Дома он, наверно, совсем другой, решила Мария Викторовна, удивляясь, что танцует Букреев легко и свободно. Вот уж не ожидала... Ну конечно, дома же он как бы в гостях, и то, от чего нам хочется иногда отдохнуть, – для них ведь все это награда, праздник... И жена у него, должно быть, красивая. Здесь, в городке, вообще много интересных женщин... И сын у него... Нет, пожалуй, двое детей – мальчишка и девочка...

– Юрий Дмитриевич, а биографией уставы не запрещают интересоваться?

– Чьей биографией?

– Офицера...

«Быстро, однако, клюнула...» – подумал Букреев.

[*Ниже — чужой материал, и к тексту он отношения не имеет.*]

pub mod categorical_distribution;

use candle_core::{Result, Tensor};

/// An action distribution conditioned on observations.
///
/// Single observations are rank 1 tensors, batches are rank 2 with the batch on the first
/// dimension. Actions handed back to environments always live on the CPU.
pub trait Distribution {
    /// Samples an action for a single observation and returns it with its log probability.
    fn get_action(&self, observation: &Tensor) -> Result<(Tensor, f32)>;

    /// The mode of the distribution for a single observation, used for deterministic play.
    fn most_probable(&self, observation: &Tensor) -> Result<Tensor>;

    fn log_probs(&self, states: &Tensor, actions: &Tensor) -> Result<Tensor>;

    fn entropy(&self, states: &Tensor) -> Result<Tensor>;
}
use anyhow::{Result, bail};
use candle_core::{Device, Tensor};
use hrl_core::env::{Env, EnvironmentDescription, SnapShot, Space};
use pyo3::{
    PyObject, Python,
    types::{PyAnyMethods, PyDict},
};
use std::fmt;

#[derive(Debug, Clone, Copy, PartialEq, Eq)]
pub enum RenderMode {
    /// Opens a window and renders every step.
    Human,
    RgbArray,
}

impl RenderMode {
    fn as_str(&self) -> &'static str {
        match self {
            Self::Human => "human",
            Self::RgbArray => "rgb_array",
        }
    }
}

impl fmt::Display for RenderMode {
    fn fmt(&self, f: &mut fmt::Formatter<'_>) -> fmt::Result {
        f.write_str(self.as_str())
    }
}

/// A gymnasium environment driven through the embedded python interpreter. Only discrete action
/// spaces are supported.
pub struct GymEnv {
    env: PyObject,
    name: String,
    action_space: Space,
    observation_space: Space,
    closed: bool,
}

impl GymEnv {
    pub fn new(name: &str, render_mode: Option<RenderMode>) -> Result<GymEnv> {
        let env = Python::with_gil(|py| {
            let gym = py.import("gymnasium")?;
            let kwargs = PyDict::new(py);
            if let Some(render_mode) = render_mode {
                kwargs.set_item("render_mode", render_mode.as_str())?;
            }
            let make = gym.getattr("make")?;
            let env = make.call((name,), Some(&kwargs))?;
            let action_space = env.getattr("action_space")?;
            let gym_spaces = py.import("gymnasium.spaces")?;
            let action_space = if action_space.is_instance(&gym_spaces.getattr("Discrete")?)? {
                Space::Discrete(action_space.getattr("n")?.extract()?)
            } else {
                let shape: Vec<usize> = action_space.getattr("shape")?.extract()?;
                Space::continous_from_dims(shape)
            };
            let observation_space = env.getattr("observation_space")?;
            let observation_space: Vec<usize> = observation_space.getattr("shape")?.extract()?;
            let observation_space = Space::continous_from_dims(observation_space);
            anyhow::Ok(GymEnv {
                env: env.into(),
                name: name.to_owned(),
                action_space,
                observation_space,
                closed: false,
            })
        })?;
        if !matches!(env.action_space, Space::Discrete(_)) {
            bail!(
                "{name} has action space {}, only discrete actions are supported",
                env.action_space
            );
        }
        tracing::debug!(
            env = name,
            render_mode = render_mode.map(|mode| mode.as_str()),
            observation_space = %env.observation_space,
            action_space = %env.action_space,
            "gym environment created"
        );
        Ok(env)
    }

    fn ensure_open(&self) -> Result<()> {
        if self.closed {
            bail!("{} was already closed", self.name);
        }
        Ok(())
    }
}

impl Env for GymEnv {
    type Tensor = Tensor;

    fn reset(&mut self, seed: Option<u64>) -> Result<Tensor> {
        self.ensure_open()?;
        let state: Vec<f32> = Python::with_gil(|py| {
            let kwargs = PyDict::new(py);
            if let Some(seed) = seed {
                kwargs.set_item("seed", seed)?;
            }
            let state = self.env.call_method(py, "reset", (), Some(&kwargs))?;
            state.bind(py).get_item(0)?.extract()
        })?;
        Ok(Tensor::new(state, &Device::Cpu)?)
    }

    fn step(&mut self, action: &Tensor) -> Result<SnapShot<Tensor>> {
        self.ensure_open()?;
        let action: Vec<f32> = action.flatten_all()?.to_vec1()?;
        let Some(action) = action.iter().position(|a| *a > 0.) else {
            bail!("expected a one-hot action, got {action:?}");
        };
        let (state, reward, terminated, truncated) = Python::with_gil(|py| {
            let step = self.env.call_method(py, "step", (action,), None)?;
            let step = step.bind(py);
            let state: Vec<f32> = step.get_item(0)?.extract()?;
            let reward: f32 = step.get_item(1)?.extract()?;
            let terminated: bool = step.get_item(2)?.extract()?;
            let truncated: bool = step.get_item(3)?.extract()?;
            pyo3::PyResult::Ok((state, reward, terminated, truncated))
        })?;
        Ok(SnapShot {
            state: Tensor::new(state, &Device::Cpu)?,
            reward,
            terminated,
            truncated,
        })
    }

    fn env_description(&self) -> EnvironmentDescription {
        EnvironmentDescription::new(self.observation_space.clone(), self.action_space.clone())
    }

    fn close(&mut self) -> Result<()> {
        if self.closed {
            return Ok(());
        }
        self.closed = true;
        Python::with_gil(|py| self.env.call_method0(py, "close"))?;
        Ok(())
    }
}

impl Drop for GymEnv {
    fn drop(&mut self) {
        if let Err(err) = self.close() {
            tracing::warn!(env = %self.name, %err, "failed to close gym environment");
        }
    }
}

// These need a python interpreter with gymnasium[box2d] installed.
#[cfg(test)]
mod tests {
    use super::*;

    #[test]
    #[ignore]
    fn cart_pole_spaces() -> Result<()> {
        let env = GymEnv::new("CartPole-v1", None)?;
        let description = env.env_description();
        assert_eq!(description.observation_space.size(), 4);
        assert_eq!(description.action_space, Space::Discrete(2));
        Ok(())
    }

    #[test]
    #[ignore]
    fn seeded_resets_repeat() -> Result<()> {
        let mut env = GymEnv::new("LunarLander-v3", None)?;
        let first: Vec<f32> = env.reset(Some(7))?.to_vec1()?;
        let second: Vec<f32> = env.reset(Some(7))?.to_vec1()?;
        assert_eq!(first, second);
        Ok(())
    }

    #[test]
    #[ignore]
    fn close_is_idempotent() -> Result<()> {
        let mut env = GymEnv::new("CartPole-v1", Some(RenderMode::RgbArray))?;
        env.reset(None)?;
        let action = Tensor::new(&[1f32, 0.], &Device::Cpu)?;
        let snapshot = env.step(&action)?;
        assert_eq!(snapshot.reward, 1.);
        env.close()?;
        env.close()?;
        assert!(env.reset(None).is_err());
        Ok(())
    }

    #[test]
    #[ignore]
    fn continuous_actions_are_rejected() {
        assert!(GymEnv::new("Pendulum-v1", None).is_err());
    }
}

– Ладно, в порядке исключения – скажу. Отличный специалист, женщинам нравится, холост...

Она с таким недоумением посмотрела на него, что Букреев остановился. Они так и стояли посреди зала, флейта нежно вела какую-то задумчивую, грустную мелодию, рука держала Марию Викторовну за талию, но раньше, еще секунду назад, это совсем не занимало Букреева, он просто танцевал, а сейчас, остановившись, чтобы понять, из-за чего Мария Викторовна так удивилась, Букреев почувствовал под рукой ее тело, его теплоту и мягкость, чуть ли даже не податливость...

Букреев снова повел ее в танце и спросил озадаченно:

– Погодите... Вы, собственно, о ком?

– А вы о ком?

Что она – смеется над ним, что ли?!

– О ком же?! О штурмане. Что ж, раз он так понял...

– Ах, вы о нем!.. Да, совершенно блестящий морской офицер. Только... Море его торопит.

– Какое море? – Букреев уже понемногу выходил из себя.

Она не ответила, а он не привык, чтобы ему не отвечали, раз уж он о чем-то спросил. И когда танго окончилось, он, сдержанно поблагодарив, с каким-то облегчением повел ее к столу, а Володин уже заранее приготовил ей место возле себя...

«Нечего, нечего, – решил Букреев, – ты лучше за своим Филькиным присматривай». И усадил Марию Викторовну рядом с Обозиным.

Она все это заметила, как-то неясно улыбнулась, кивнула Букрееву – все, мол, в порядке, спасибо, – и он отошел, поглядывая на часы. Пора было закругляться. Еще и дома-то как следует не побыл.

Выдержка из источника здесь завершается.